1. The most earthquake prone state in the US is Alaska. Alaskans can expect to experience a magnitude 7.0 earthquake almost every year.
2. There's a word for what swimming pools do during and after a quake. A seiche is the sloshing of water (think wave pool) in a swimming pool or other body of water caused by an earthquake.
3. The Transamerica Pyramid's shape was designed to withstand large earthquakes.
4. Extremely powerful earthquakes can shorten the length of days on Earth. The 2011 8.9 magnitude earthquake in Japan accelerated Earth's spin, causing the 24-hour day to be 1.8 microseconds shorter. Sure, that isn't much time, but that's crazy.
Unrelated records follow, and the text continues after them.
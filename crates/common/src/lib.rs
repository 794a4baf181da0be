//! Shared identifier types used across the saga orchestration crates.

pub mod types;

pub use types::{DependencyName, SagaId};
//! The three steps of order fulfillment.
//!
//! Each step reads its inputs from the saga context and writes the identifier
//! its compensation needs back into it. Compensations run on the failed step
//! too, so every one of them is a no-op when its identifier is missing.

use std::sync::Arc;
use std::time::Duration;

use async_trait::async_trait;
use saga::{ContextUpdate, SagaContext, Step, StepError, within};

use crate::services::{InventoryService, PaymentService, ReservationItem, ShippingService};

/// Dependency name of the inventory service.
pub const INVENTORY: &str = "inventory";
/// Dependency name of the payment service.
pub const PAYMENT: &str = "payment";
/// Dependency name of the shipping service.
pub const SHIPPING: &str = "shipping";

/// Deadline applied to every service call unless overridden.
pub const DEFAULT_CALL_TIMEOUT: Duration = Duration::from_secs(5);

pub mod keys {
    pub const ORDER_ID: &str = "order_id";
    pub const CUSTOMER_ID: &str = "customer_id";
    pub const AMOUNT_CENTS: &str = "amount_cents";
    pub const ITEMS: &str = "items";
    pub const RESERVATION_ID: &str = "reservation_id";
    pub const PAYMENT_ID: &str = "payment_id";
    pub const TRACKING_NUMBER: &str = "tracking_number";
}

fn required_str<'a>(context: &'a SagaContext, key: &str) -> Result<&'a str, StepError> {
    context
        .get_str(key)
        .ok_or_else(|| StepError::failed(format!("missing '{key}' in saga context")))
}

/// Reserves stock for the order's items. Undone by releasing the reservation.
pub struct ReserveInventory {
    inventory: Arc<dyn InventoryService>,
    timeout: Duration,
}

impl ReserveInventory {
    pub fn new(inventory: Arc<dyn InventoryService>) -> Self {
        Self {
            inventory,
            timeout: DEFAULT_CALL_TIMEOUT,
        }
    }

    pub fn with_timeout(mut self, timeout: Duration) -> Self {
        self.timeout = timeout;
        self
    }
}

#[async_trait]
impl Step for ReserveInventory {
    fn name(&self) -> &str {
        "reserve_inventory"
    }

    fn dependency(&self) -> Option<&str> {
        Some(INVENTORY)
    }

    async fn execute(&self, context: &SagaContext) -> Result<ContextUpdate, StepError> {
        let order_id = required_str(context, keys::ORDER_ID)?;
        let items: Vec<ReservationItem> = context
            .get_as(keys::ITEMS)
            .ok_or_else(|| StepError::failed("order has no readable items"))?;

        let reservation = within(self.timeout, async {
            self.inventory.reserve(order_id, &items).await.map_err(StepError::from)
        })
        .await?;

        tracing::info!(%order_id, reservation_id = %reservation.reservation_id, "inventory reserved");
        Ok(ContextUpdate::new().with(keys::RESERVATION_ID, reservation.reservation_id))
    }

    async fn compensate(&self, context: &SagaContext) -> Result<(), StepError> {
        let Some(reservation_id) = context.get_str(keys::RESERVATION_ID) else {
            return Ok(());
        };
        within(self.timeout, async {
            self.inventory.release(reservation_id).await.map_err(StepError::from)
        })
        .await?;
        tracing::info!(%reservation_id, "inventory released");
        Ok(())
    }
}

/// Charges the customer. Undone by refunding the payment.
pub struct ProcessPayment {
    payment: Arc<dyn PaymentService>,
    timeout: Duration,
}

impl ProcessPayment {
    pub fn new(payment: Arc<dyn PaymentService>) -> Self {
        Self {
            payment,
            timeout: DEFAULT_CALL_TIMEOUT,
        }
    }

    pub fn with_timeout(mut self, timeout: Duration) -> Self {
        self.timeout = timeout;
        self
    }
}

#[async_trait]
impl Step for ProcessPayment {
    fn name(&self) -> &str {
        "process_payment"
    }

    fn dependency(&self) -> Option<&str> {
        Some(PAYMENT)
    }

    async fn execute(&self, context: &SagaContext) -> Result<ContextUpdate, StepError> {
        let order_id = required_str(context, keys::ORDER_ID)?;
        let customer_id = required_str(context, keys::CUSTOMER_ID)?;
        let amount_cents: u64 = context
            .get_as(keys::AMOUNT_CENTS)
            .ok_or_else(|| StepError::failed("order has no readable amount"))?;

        let payment = within(self.timeout, async {
            self.payment
                .charge(order_id, customer_id, amount_cents)
                .await
                .map_err(StepError::from)
        })
        .await?;

        tracing::info!(%order_id, payment_id = %payment.payment_id, amount_cents, "payment captured");
        Ok(ContextUpdate::new().with(keys::PAYMENT_ID, payment.payment_id))
    }

    async fn compensate(&self, context: &SagaContext) -> Result<(), StepError> {
        let Some(payment_id) = context.get_str(keys::PAYMENT_ID) else {
            return Ok(());
        };
        within(self.timeout, async {
            self.payment.refund(payment_id).await.map_err(StepError::from)
        })
        .await?;
        tracing::info!(%payment_id, "payment refunded");
        Ok(())
    }
}

/// Books a shipment. Undone by cancelling it.
pub struct CreateShipment {
    shipping: Arc<dyn ShippingService>,
    timeout: Duration,
}

impl CreateShipment {
    pub fn new(shipping: Arc<dyn ShippingService>) -> Self {
        Self {
            shipping,
            timeout: DEFAULT_CALL_TIMEOUT,
        }
    }

    pub fn with_timeout(mut self, timeout: Duration) -> Self {
        self.timeout = timeout;
        self
    }
}

#[async_trait]
impl Step for CreateShipment {
    fn name(&self) -> &str {
        "create_shipment"
    }

    fn dependency(&self) -> Option<&str> {
        Some(SHIPPING)
    }

    async fn execute(&self, context: &SagaContext) -> Result<ContextUpdate, StepError> {
        let order_id = required_str(context, keys::ORDER_ID)?;

        let shipment = within(self.timeout, async {
            self.shipping.create_shipment(order_id).await.map_err(StepError::from)
        })
        .await?;

        tracing::info!(%order_id, tracking_number = %shipment.tracking_number, "shipment created");
        Ok(ContextUpdate::new().with(keys::TRACKING_NUMBER, shipment.tracking_number))
    }

    async fn compensate(&self, context: &SagaContext) -> Result<(), StepError> {
        let Some(tracking_number) = context.get_str(keys::TRACKING_NUMBER) else {
            return Ok(());
        };
        within(self.timeout, async {
            self.shipping.cancel_shipment(tracking_number).await.map_err(StepError::from)
        })
        .await?;
        tracing::info!(%tracking_number, "shipment cancelled");
        Ok(())
    }
}
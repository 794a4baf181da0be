//! Saga error types.

use std::time::Duration;

use circuit_breaker::ConfigError;
use common::DependencyName;
use thiserror::Error;

/// Error returned by a step's `execute` or `compensate`.
#[derive(Debug, Error)]
pub enum StepError {
    /// The remote collaborator rejected or failed the operation.
    #[error("{0}")]
    Failed(String),

    /// Failure wrapping a lower-level error (transport, client library, ...).
    #[error("{message}")]
    Remote {
        message: String,
        #[source]
        source: Box<dyn std::error::Error + Send + Sync>,
    },

    /// The operation gave up because its caller-supplied deadline passed.
    #[error("operation timed out after {0:?}")]
    TimedOut(Duration),

    /// The operation was cancelled from outside.
    #[error("operation cancelled: {0}")]
    Cancelled(String),
}

impl StepError {
    /// Creates a plain failure.
    pub fn failed(message: impl Into<String>) -> Self {
        StepError::Failed(message.into())
    }

    /// Creates a failure that keeps `source` as its cause.
    pub fn remote(
        message: impl Into<String>,
        source: impl std::error::Error + Send + Sync + 'static,
    ) -> Self {
        StepError::Remote {
            message: message.into(),
            source: Box::new(source),
        }
    }
}

/// A failed compensation. Collected on the execution, never returned from `run`.
#[derive(Debug, Error)]
#[error("Compensation step '{step}' failed: {source}")]
pub struct CompensationError {
    /// The step whose compensation failed.
    pub step: String,
    /// What `compensate` returned.
    #[source]
    pub source: StepError,
}

/// Errors that can occur during saga operations.
#[derive(Debug, Error)]
pub enum SagaError {
    /// A step's `execute` returned an error.
    #[error("Saga step '{step}' failed: {source}")]
    StepExecution {
        step: String,
        #[source]
        source: StepError,
    },

    /// The step's dependency is known to be unhealthy; `execute` was not called.
    #[error("Saga step '{step}' rejected: circuit breaker for '{dependency}' is open")]
    CircuitOpen {
        step: String,
        dependency: DependencyName,
    },

    /// A step names a dependency the orchestrator has no breaker for.
    #[error("Saga step '{step}' uses unregistered dependency '{dependency}'")]
    UnknownDependency {
        step: String,
        dependency: DependencyName,
    },

    /// The saga has no steps.
    #[error("Saga '{0}' has no steps")]
    EmptySaga(String),

    /// Two steps share a name.
    #[error("Saga '{saga}' has more than one step named '{step}'")]
    DuplicateStep { saga: String, step: String },

    /// A circuit breaker configuration was rejected.
    #[error("Invalid circuit breaker configuration for '{dependency}': {source}")]
    Config {
        dependency: DependencyName,
        #[source]
        source: ConfigError,
    },
}

impl SagaError {
    /// Returns true if the dependency was not even called.
    pub fn is_circuit_open(&self) -> bool {
        matches!(self, SagaError::CircuitOpen { .. })
    }

    /// Returns the step this error is attributed to, if any.
    pub fn step(&self) -> Option<&str> {
        match self {
            SagaError::StepExecution { step, .. }
            | SagaError::CircuitOpen { step, .. }
            | SagaError::UnknownDependency { step, .. }
            | SagaError::DuplicateStep { step, .. } => Some(step),
            SagaError::EmptySaga(_) | SagaError::Config { .. } => None,
        }
    }
}

/// Convenience type alias for saga results.
pub type Result<T> = std::result::Result<T, SagaError>;
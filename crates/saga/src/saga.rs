//! Saga definition and the execute/compensate algorithm.

use std::collections::HashSet;

use async_trait::async_trait;
use common::SagaId;

use crate::context::{ContextUpdate, SagaContext};
use crate::error::{CompensationError, SagaError};
use crate::events::{EventSink, NoopEventSink, SagaEvent};
use crate::execution::SagaExecution;
use crate::state::StepStatus;
use crate::step::Step;

/// Decides how a step's `execute` is invoked.
///
/// A plain saga calls the step directly; the orchestrator routes the call
/// through the dependency's circuit breaker.
#[async_trait]
pub(crate) trait StepGate: Send + Sync {
    async fn execute(&self, step: &dyn Step, context: &SagaContext)
    -> Result<ContextUpdate, SagaError>;
}

/// Calls every step directly.
pub(crate) struct DirectGate;

#[async_trait]
impl StepGate for DirectGate {
    async fn execute(
        &self,
        step: &dyn Step,
        context: &SagaContext,
    ) -> Result<ContextUpdate, SagaError> {
        step.execute(context)
            .await
            .map_err(|source| SagaError::StepExecution {
                step: step.name().to_string(),
                source,
            })
    }
}

/// An ordered list of steps executed one after another, with automatic
/// reverse-order compensation when one of them fails.
///
/// ```text
/// execute:     1 ──► 2 ──► … ──► k ✗
/// compensate:  1 ◄── 2 ◄── … ◄── k
/// ```
///
/// A `Saga` holds no per-run state, so the same definition can be run any
/// number of times, including concurrently.
pub struct Saga {
    name: String,
    steps: Vec<Box<dyn Step>>,
}

impl Saga {
    /// Creates an empty saga.
    pub fn new(name: impl Into<String>) -> Self {
        Self {
            name: name.into(),
            steps: Vec::new(),
        }
    }

    /// Appends a step. Steps run in the order they are added.
    pub fn add_step(mut self, step: impl Step + 'static) -> Self {
        self.steps.push(Box::new(step));
        self
    }

    /// Appends an already boxed step.
    pub fn add_boxed_step(mut self, step: Box<dyn Step>) -> Self {
        self.steps.push(step);
        self
    }

    /// Returns the saga name.
    pub fn name(&self) -> &str {
        &self.name
    }

    /// Returns the step names in execution order.
    pub fn step_names(&self) -> Vec<String> {
        self.steps.iter().map(|s| s.name().to_string()).collect()
    }

    pub(crate) fn steps(&self) -> impl Iterator<Item = &dyn Step> {
        self.steps.iter().map(|s| &**s)
    }

    pub fn len(&self) -> usize {
        self.steps.len()
    }

    pub fn is_empty(&self) -> bool {
        self.steps.is_empty()
    }

    /// Checks that the saga has steps and that their names are unique.
    pub fn validate(&self) -> Result<(), SagaError> {
        if self.steps.is_empty() {
            return Err(SagaError::EmptySaga(self.name.clone()));
        }

        let mut seen = HashSet::new();
        for step in &self.steps {
            if !seen.insert(step.name()) {
                return Err(SagaError::DuplicateStep {
                    saga: self.name.clone(),
                    step: step.name().to_string(),
                });
            }
        }
        Ok(())
    }

    /// Runs the saga without circuit breakers and returns the full record.
    ///
    /// `Err` means the saga was invalid and nothing ran; a failed run is an
    /// `Ok` execution whose [`error`](SagaExecution::error) is set.
    pub async fn execute(&self, context: SagaContext) -> Result<SagaExecution, SagaError> {
        self.validate()?;
        Ok(self
            .execute_with(context, &DirectGate, &NoopEventSink)
            .await)
    }

    /// Runs the saga and returns the final context or the triggering error.
    ///
    /// Compensation failures are not visible here; use
    /// [`execute`](Self::execute) to inspect them.
    pub async fn run(&self, context: SagaContext) -> Result<SagaContext, SagaError> {
        self.execute(context).await?.into_result()
    }

    #[tracing::instrument(
        name = "saga",
        skip_all,
        fields(saga = %self.name, saga_id = tracing::field::Empty)
    )]
    pub(crate) async fn execute_with(
        &self,
        context: SagaContext,
        gate: &dyn StepGate,
        events: &dyn EventSink,
    ) -> SagaExecution {
        let saga_id = SagaId::new();
        tracing::Span::current().record("saga_id", tracing::field::display(saga_id));
        metrics::counter!("saga_executions_total").increment(1);
        let saga_start = std::time::Instant::now();

        let mut execution = SagaExecution::start(saga_id, &self.name, self.step_names(), context);
        events
            .record(
                saga_id,
                SagaEvent::saga_started(saga_id, &self.name, self.step_names()),
            )
            .await;

        for (index, step) in self.steps.iter().enumerate() {
            let step = &**step;
            tracing::info!(step = step.name(), "saga step started");
            execution.set_step_status(index, StepStatus::Executing);
            events
                .record(saga_id, SagaEvent::step_started(step.name()))
                .await;

            match gate.execute(step, execution.context()).await {
                Ok(update) => {
                    let keys: Vec<String> = update.keys().map(str::to_string).collect();
                    execution.context_mut().merge(update);
                    execution.record_completed(index);
                    events
                        .record(saga_id, SagaEvent::step_completed(step.name(), keys))
                        .await;
                    tracing::info!(step = step.name(), "saga step completed");
                }
                Err(error) => {
                    execution.set_step_status(index, StepStatus::Failed);
                    metrics::counter!("saga_step_failures_total", "step" => step.name().to_string())
                        .increment(1);
                    tracing::warn!(step = step.name(), %error, "saga step failed");
                    events
                        .record(
                            saga_id,
                            SagaEvent::step_failed(
                                step.name(),
                                error.to_string(),
                                error.is_circuit_open(),
                            ),
                        )
                        .await;

                    self.compensate(index, &mut execution, events).await;

                    let failures = execution.compensation_errors().len();
                    events
                        .record(
                            saga_id,
                            SagaEvent::saga_compensated(error.to_string(), failures),
                        )
                        .await;
                    execution.fail(error);

                    metrics::histogram!("saga_duration_seconds")
                        .record(saga_start.elapsed().as_secs_f64());
                    if failures == 0 {
                        metrics::counter!("saga_compensated").increment(1);
                        tracing::warn!(%saga_id, "saga failed and was compensated");
                    } else {
                        metrics::counter!("saga_compensation_failed").increment(1);
                        tracing::error!(
                            %saga_id,
                            compensation_failures = failures,
                            "saga failed and could not be fully compensated"
                        );
                    }
                    return execution;
                }
            }
        }

        execution.complete();
        events.record(saga_id, SagaEvent::saga_completed()).await;

        let duration = saga_start.elapsed().as_secs_f64();
        metrics::histogram!("saga_duration_seconds").record(duration);
        metrics::counter!("saga_completed").increment(1);
        tracing::info!(%saga_id, duration, "saga completed successfully");

        execution
    }

    /// Compensates the failed step and then every earlier step, newest first.
    ///
    /// A failing compensation is recorded and the rollback carries on.
    async fn compensate(
        &self,
        failed_index: usize,
        execution: &mut SagaExecution,
        events: &dyn EventSink,
    ) {
        let saga_id = execution.saga_id();
        let failed_step = self.steps[failed_index].name();
        events
            .record(saga_id, SagaEvent::compensation_started(failed_step))
            .await;

        for index in (0..=failed_index).rev() {
            let step = &*self.steps[index];
            execution.record_compensation_attempt(step.name());

            match step.compensate(execution.context()).await {
                Ok(()) => {
                    execution.set_step_status(index, StepStatus::Compensated);
                    events
                        .record(saga_id, SagaEvent::compensation_step_completed(step.name()))
                        .await;
                    tracing::info!(step = step.name(), "compensation step completed");
                }
                Err(source) => {
                    metrics::counter!(
                        "saga_compensation_failures_total",
                        "step" => step.name().to_string()
                    )
                    .increment(1);
                    tracing::error!(step = step.name(), error = %source, "compensation step failed");
                    events
                        .record(
                            saga_id,
                            SagaEvent::compensation_step_failed(step.name(), source.to_string()),
                        )
                        .await;
                    execution.record_compensation_error(CompensationError {
                        step: step.name().to_string(),
                        source,
                    });
                }
            }
        }
    }
}

impl std::fmt::Debug for Saga {
    fn fmt(&self, f: &mut std::fmt::Formatter<'_>) -> std::fmt::Result {
        f.debug_struct("Saga")
            .field("name", &self.name)
            .field("steps", &self.step_names())
            .finish()
    }
}
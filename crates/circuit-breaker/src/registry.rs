//! One breaker per dependency.

use std::collections::BTreeMap;
use std::sync::Arc;

use common::DependencyName;

use crate::breaker::{BreakerSnapshot, CircuitBreaker};
use crate::config::CircuitBreakerConfig;
use crate::error::ConfigError;

/// Owns the circuit breaker of every known dependency.
///
/// Built once when the orchestrator is constructed; breakers are handed out
/// as `Arc` clones so concurrent saga executions share the same state.
#[derive(Debug, Default)]
pub struct BreakerRegistry {
    breakers: BTreeMap<DependencyName, Arc<CircuitBreaker>>,
}

impl BreakerRegistry {
    /// Creates an empty registry.
    pub fn new() -> Self {
        Self::default()
    }

    /// Registers a breaker for `dependency`, replacing any existing one.
    pub fn register(
        &mut self,
        dependency: impl Into<DependencyName>,
        config: CircuitBreakerConfig,
    ) -> Result<Arc<CircuitBreaker>, ConfigError> {
        let dependency = dependency.into();
        let breaker = Arc::new(CircuitBreaker::new(dependency.clone(), config)?);
        self.breakers.insert(dependency, Arc::clone(&breaker));
        Ok(breaker)
    }

    /// Returns the breaker guarding `dependency`.
    pub fn get(&self, dependency: &str) -> Option<Arc<CircuitBreaker>> {
        self.breakers.get(dependency).cloned()
    }

    /// Returns true if a breaker exists for `dependency`.
    pub fn contains(&self, dependency: &str) -> bool {
        self.breakers.contains_key(dependency)
    }

    /// Returns the registered dependency names in sorted order.
    pub fn dependencies(&self) -> impl Iterator<Item = &DependencyName> {
        self.breakers.keys()
    }

    /// Returns a snapshot of every breaker, sorted by dependency name.
    pub fn snapshots(&self) -> Vec<BreakerSnapshot> {
        self.breakers.values().map(|b| b.snapshot()).collect()
    }

    /// Returns the number of registered breakers.
    pub fn len(&self) -> usize {
        self.breakers.len()
    }

    /// Returns true if no breaker is registered.
    pub fn is_empty(&self) -> bool {
        self.breakers.is_empty()
    }
}
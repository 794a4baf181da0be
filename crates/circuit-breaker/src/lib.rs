//! Circuit breaker for remote saga dependencies.
//!
//! A breaker tracks consecutive failures of one dependency and, once a
//! threshold is crossed, rejects calls without invoking them until an open
//! period has elapsed. After that it lets trial calls through and either
//! closes again or reopens on the first failure.
//!
//! ```text
//! Closed ──[failure_threshold consecutive failures]──► Open
//!   ▲                                                    │
//!   │                                                    │ open_duration elapsed
//!   │                                                    ▼
//!   └──[success_threshold consecutive successes]── HalfOpen
//!                        [any failure] ─────────────────► Open
//! ```
//!
//! Breakers are created once per dependency and shared (behind `Arc`) by every
//! saga execution that talks to that dependency. See [`BreakerRegistry`].

pub mod breaker;
pub mod config;
pub mod error;
pub mod registry;
pub mod state;

pub use breaker::{BreakerSnapshot, CircuitBreaker};
pub use common::DependencyName;
pub use config::CircuitBreakerConfig;
pub use error::{CircuitBreakerError, ConfigError};
pub use registry::BreakerRegistry;
pub use state::CircuitState;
5. SF and LA are moving towards each other due to the movement of the San Andreas fault line at a rate of about two inches per year. The two cities will be next to each other in 15 million years.
6. The longest recorded earthquake lasted for a whole ten minutes in the Indian Ocean.
7. Roughly one quarter of the San Francisco Bay Area has about a 40 - 50% chance of future liquefaction due to an earthquake.
8. The scale used to measure the intensity of earthquakes today isn't the Richter Scale. The moment magnitude scale replaced Charles Richter's system in the 1970s as the method of measuring the size of earthquakes by the amount energy released.
9. Pagodas resist earthquake damage because of their construction. They are common in Japan which experiences an especially high number of powerful quakes.